◆ **WHAT TO DO**: From the line holding "Ask a yes/no" to the final line below, restate each line word for word and add nothing.

◆ **AVAILABLE DATA**:
◆ ◆ ◆ ◆

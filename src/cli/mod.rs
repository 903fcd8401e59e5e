//! CLI command handlers
//!
//! This module contains the implementation of CLI commands,
//! bridging the clap argument parsing with the service layer.

pub mod expense;
pub mod export;
pub mod history;
pub mod user;

pub use expense::{handle_expense_command, ExpenseCommands};
pub use export::{handle_export_command, ExportArgs, ExportFormat};
pub use history::handle_history_command;
pub use user::{handle_user_command, UserCommands};

use std::io::{self, BufRead, Write};

use crate::error::ExpenseResult;

/// Ask a yes/no question on stdin; anything but "y" or "yes" declines
pub(crate) fn confirm(prompt: &str) -> ExpenseResult<bool> {
    print!("{} (y/n): ", prompt);
    io::stdout().flush()?;

    let mut answer = String::new();
    io::stdin().lock().read_line(&mut answer)?;

    Ok(matches!(answer.trim().to_lowercase().as_str(), "y" | "yes"))
}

◆ ◆ ◆ ◆

◆ **RESPONSE TO THE TASK**:
/// Ask a yes/no question on stdin; anything but "y" or "yes" declines
pub(crate) fn confirm(prompt: &str) -> ExpenseResult<bool> {
    print!("{} (y/n): ", prompt);
    io::stdout().flush()?;

    let mut answer = String::new();
    io::stdin().lock().read_line(&mut answer)?;

    Ok(matches!(answer.trim().to_lowercase().as_str(), "y" | "yes"))
}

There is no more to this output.